Durch das Stiftsportal gelangen wir zum Stift, und machen Halt vor einem beeindruckenden vergoldeten Holzrelief, welches den Titel “die Sintflut” trägt. Der Vater des berühmten österreichischen Barockmalers Martin Johann Schmidt, auch bekannt unter dem Synonym Kremser Schmidt, hat es wie auch zahlreiche andere bedeutende Bildhauerarbeiten des Stifts, erschaffen. Absichtlich düster gehaltener Trakt versus durch Kuppeln hell erleuchteter, lichtdurchfluteter Haupttrakt. Die Intention des Bauherren wird hier augenscheinlich. Während der Goldjunge durch die Sitzbänke flitzt, widmen wir uns dem berühmten Gemälde der Heiligen Katharina, und erfahren, dass in einem der Glassärge der Heilige Augustinus seine letzte Ruhestätte fand.
Auf geht’s zur Bildersuche! Das Fräulein ist drauf und dran, Bilder von Malereien im Kreuzgang und in der darunterliegenden Krypta und den steinernen Grabnischen wiederzufinden.
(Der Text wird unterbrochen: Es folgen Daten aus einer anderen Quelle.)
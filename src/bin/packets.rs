//! Synthetic packet trace of one HTTPS request.

use std::process::ExitCode;

use netprobe::app::run_probe;
use netprobe::Probe;

#[tokio::main(flavor = "current_thread")]
async fn main() -> ExitCode {
    run_probe(Probe::Packets).await
}
//! Configuration types and CLI options.
//!
//! This module defines enums and structs used for command-line argument parsing.
//! Every probe binary shares the same option set.

use std::time::Duration;

use clap::{Parser, ValueEnum};

use crate::config::constants::DEFAULT_TIMEOUT_SECS;

/// Logging level for the application.
///
/// Controls the verbosity of log output, from most restrictive (Error) to most
/// verbose (Trace).
#[derive(Clone, Debug, PartialEq, Eq, ValueEnum)]
pub enum LogLevel {
    /// Only error messages
    Error,
    /// Error and warning messages
    Warn,
    /// Error, warning, and informational messages
    Info,
    /// All messages except trace
    Debug,
    /// All messages including trace
    Trace,
}

impl From<LogLevel> for log::LevelFilter {
    fn from(l: LogLevel) -> Self {
        match l {
            LogLevel::Error => log::LevelFilter::Error,
            LogLevel::Warn => log::LevelFilter::Warn,
            LogLevel::Info => log::LevelFilter::Info,
            LogLevel::Debug => log::LevelFilter::Debug,
            LogLevel::Trace => log::LevelFilter::Trace,
        }
    }
}

/// Log output format.
///
/// Controls how log messages are formatted:
/// - `Plain`: Human-readable format with colors (default)
/// - `Json`: Structured JSON format for machine parsing
#[derive(Clone, Debug, PartialEq, Eq, ValueEnum)]
pub enum LogFormat {
    /// Human-readable format with colors (default)
    Plain,
    /// Structured JSON format for machine parsing
    Json,
}

/// Command-line options shared by every probe.
///
/// The URL is the only required argument. The remaining flags control the
/// deadline and diagnostics; log records always go to stderr so they never
/// mix with the probe report on stdout.
#[derive(Debug, Clone, Parser)]
#[command(version, about = "Single-request HTTPS diagnostic probe")]
pub struct Opt {
    /// Target URL (for example https://example.com/)
    pub url: String,

    /// Overall deadline in seconds for name resolution and the transfer
    #[arg(long, default_value_t = DEFAULT_TIMEOUT_SECS, value_parser = clap::value_parser!(u64).range(1..))]
    pub timeout_seconds: u64,

    /// Log level
    #[arg(long, value_enum, default_value_t = LogLevel::Warn)]
    pub log_level: LogLevel,

    /// Log format
    #[arg(long, value_enum, default_value_t = LogFormat::Plain)]
    pub log_format: LogFormat,
}

impl Opt {
    /// Builds options for `url` with every other field at its default.
    pub fn for_url(url: impl Into<String>) -> Self {
        Self {
            url: url.into(),
            timeout_seconds: DEFAULT_TIMEOUT_SECS,
            log_level: LogLevel::Warn,
            log_format: LogFormat::Plain,
        }
    }

    /// The overall deadline as a `Duration`.
    pub fn timeout(&self) -> Duration {
        Duration::from_secs(self.timeout_seconds)
    }
}

#[cfg(test)]
mod tests {
    use super::*;

    #[test]
    fn test_log_level_conversion() {
        assert_eq!(
            log::LevelFilter::from(LogLevel::Error),
            log::LevelFilter::Error
        );
        assert_eq!(
            log::LevelFilter::from(LogLevel::Warn),
            log::LevelFilter::Warn
        );
        assert_eq!(
            log::LevelFilter::from(LogLevel::Info),
            log::LevelFilter::Info
        );
        assert_eq!(
            log::LevelFilter::from(LogLevel::Debug),
            log::LevelFilter::Debug
        );
        assert_eq!(
            log::LevelFilter::from(LogLevel::Trace),
            log::LevelFilter::Trace
        );
    }

    #[test]
    fn test_parse_url_only_uses_defaults() {
        let opt = Opt::try_parse_from(["packets", "https://example.com/"]).unwrap();
        assert_eq!(opt.url, "https://example.com/");
        assert_eq!(opt.timeout_seconds, DEFAULT_TIMEOUT_SECS);
        assert_eq!(opt.log_level, LogLevel::Warn);
        assert_eq!(opt.log_format, LogFormat::Plain);
    }

    #[test]
    fn test_parse_all_flags() {
        let opt = Opt::try_parse_from([
            "tls",
            "https://example.com/",
            "--timeout-seconds",
            "5",
            "--log-level",
            "debug",
            "--log-format",
            "json",
        ])
        .unwrap();
        assert_eq!(opt.timeout(), Duration::from_secs(5));
        assert_eq!(opt.log_level, LogLevel::Debug);
        assert_eq!(opt.log_format, LogFormat::Json);
    }

    #[test]
    fn test_parse_missing_url_is_an_error() {
        let err = Opt::try_parse_from(["packets"]).unwrap_err();
        assert_eq!(
            err.kind(),
            clap::error::ErrorKind::MissingRequiredArgument
        );
    }

    #[test]
    fn test_parse_rejects_zero_timeout() {
        assert!(Opt::try_parse_from(["dns", "example.com", "--timeout-seconds", "0"]).is_err());
    }

    #[test]
    fn test_for_url_matches_parsed_defaults() {
        let built = Opt::for_url("https://example.com/");
        let parsed = Opt::try_parse_from(["dns", "https://example.com/"]).unwrap();
        assert_eq!(built.url, parsed.url);
        assert_eq!(built.timeout_seconds, parsed.timeout_seconds);
        assert_eq!(built.log_level, parsed.log_level);
        assert_eq!(built.log_format, parsed.log_format);
    }
}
Die interaktive Suche führt uns vorbei an einem besonders einprägsamen Altar im Kreuzgang, der an eines dieser Vintage Pop-up Bücher erinnert, und in Form einer dreidimensionalen Theaterkulisse erschaffen wurde.
Die Stiftsterrasse. Eine imposante Plattform, auf Fels gebaut, einst strategisch wichtiger Aussichtspunkt der damaligen Schifffahrt, erstreckt sich über dem Stiftsgarten. Ein Highlight für den fahrzeugaffinen Goldjungen, der seinen Kopf fasziniert nach vorbeifahrenden Schiffen streckt, und auch für uns, die all die Details an Fassade und Turm inspizieren, und dank der Kulturvermittlerin die geschichtliche Hintergrundinfo dazu erhalten. Ein vergoldetes Flammenherz prangt inmitten zweier Putten, und hier ragt auch das Wahrzeichen, der symbolträchtige Glockenturm mit seinen Obelisken empor.
“Das hat mir voll gut gefallen!” so das Fräulein, das mit einem Stifteetui in einer Hand, und in der anderen ein kleines Rätselheft fröhlich und beschwingt aus dem Stiftstrakt tänzelt. Ein Blick zum Goldjungen, der sich nach übertauchtem Mittagsschläfchen quietschvergnügt und voller Elan in die vorüberziehende Touristenmenge wirft, lässt mich schmunzeln. Das war heute ein Erlebnis für Groß und für Klein!